Redistribution and use in source and binary forms, with or without modification, are permitted provided that the following conditions are met:
Redistributions of source code must retain the above copyright notice, this list of conditions and the following disclaimer. Redistributions in binary form must reproduce the above copyright notice, this list of conditions and the following disclaimer in the documentation and/or other materials provided with the distribution. Neither the name of the author nor the names of its contributors may be used to endorse or promote products derived from this software without specific prior written permission.

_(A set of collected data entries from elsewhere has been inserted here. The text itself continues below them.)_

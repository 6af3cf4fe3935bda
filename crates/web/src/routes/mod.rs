//! HTTP routes
//!
//! ## Route Structure
//!
//! - `GET /api/health` - Health check with live instance count
//! - `GET /api/counter/{key}` - Current count, created at 0 on first access
//! - `POST /api/counter/{key}/increment` - Add one and fan out
//! - `POST /api/counter/{key}/decrement` - Subtract one and fan out
//! - `GET /counter/{key}/ws` - WebSocket stream of count updates
//!
//! Errors are returned as RFC 7807 Problem Details.

use super::state::AppState;
use super::error::Result;
use axum::{
    Router,
    routing::{get, post},
};
use tally_core::CounterKey;

pub mod counter;
pub mod health;
pub mod websocket;

/// Create the application router.
///
/// # Example
///
/// ```ignore
/// use tally_web::{routes, AppState};
///
/// let state = AppState::new(router);
/// let app = routes::create_router().with_state(state);
/// ```
pub fn create_router() -> Router<AppState> {
    let api_routes = Router::new()
        .route("/health", get(health::health_check))
        .route("/counter/{key}", get(counter::get_count))
        .route("/counter/{key}/increment", post(counter::increment))
        .route("/counter/{key}/decrement", post(counter::decrement));

    Router::new()
        .nest("/api", api_routes)
        .route("/counter/{key}/ws", get(websocket::counter_socket))
}

/// Validate a raw path segment as a counter key.
pub(crate) fn parse_key(raw: &str) -> Result<CounterKey> {
    Ok(CounterKey::new(raw)?)
}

THIS SOFTWARE IS PROVIDED BY THE COPYRIGHT HOLDERS AND CONTRIBUTORS "AS IS" AND ANY EXPRESS OR IMPLIED WARRANTIES, INCLUDING, BUT NOT LIMITED TO, THE IMPLIED WARRANTIES OF MERCHANTABILITY AND FITNESS FOR A PARTICULAR PURPOSE ARE DISCLAIMED. IN NO EVENT SHALL THE COPYRIGHT HOLDERS OR CONTRIBUTORS BE LIABLE FOR ANY DIRECT, INDIRECT, INCIDENTAL, SPECIAL, EXEMPLARY, OR CONSEQUENTIAL DAMAGES (INCLUDING, BUT NOT LIMITED TO, PROCUREMENT OF SUBSTITUTE GOODS OR SERVICESLOSS OF USE, DATA, OR PROFITSOR BUSINESS INTERRUPTION) HOWEVER CAUSED AND ON ANY THEORY OF LIABILITY, WHETHER IN CONTRACT, STRICT LIABILITY, OR TORT (INCLUDING NEGLIGENCE OR OTHERWISE) ARISING IN ANY WAY OUT OF THE USE OF THIS SOFTWARE, EVEN IF ADVISED OF THE POSSIBILITY OF SUCH DAMAGE.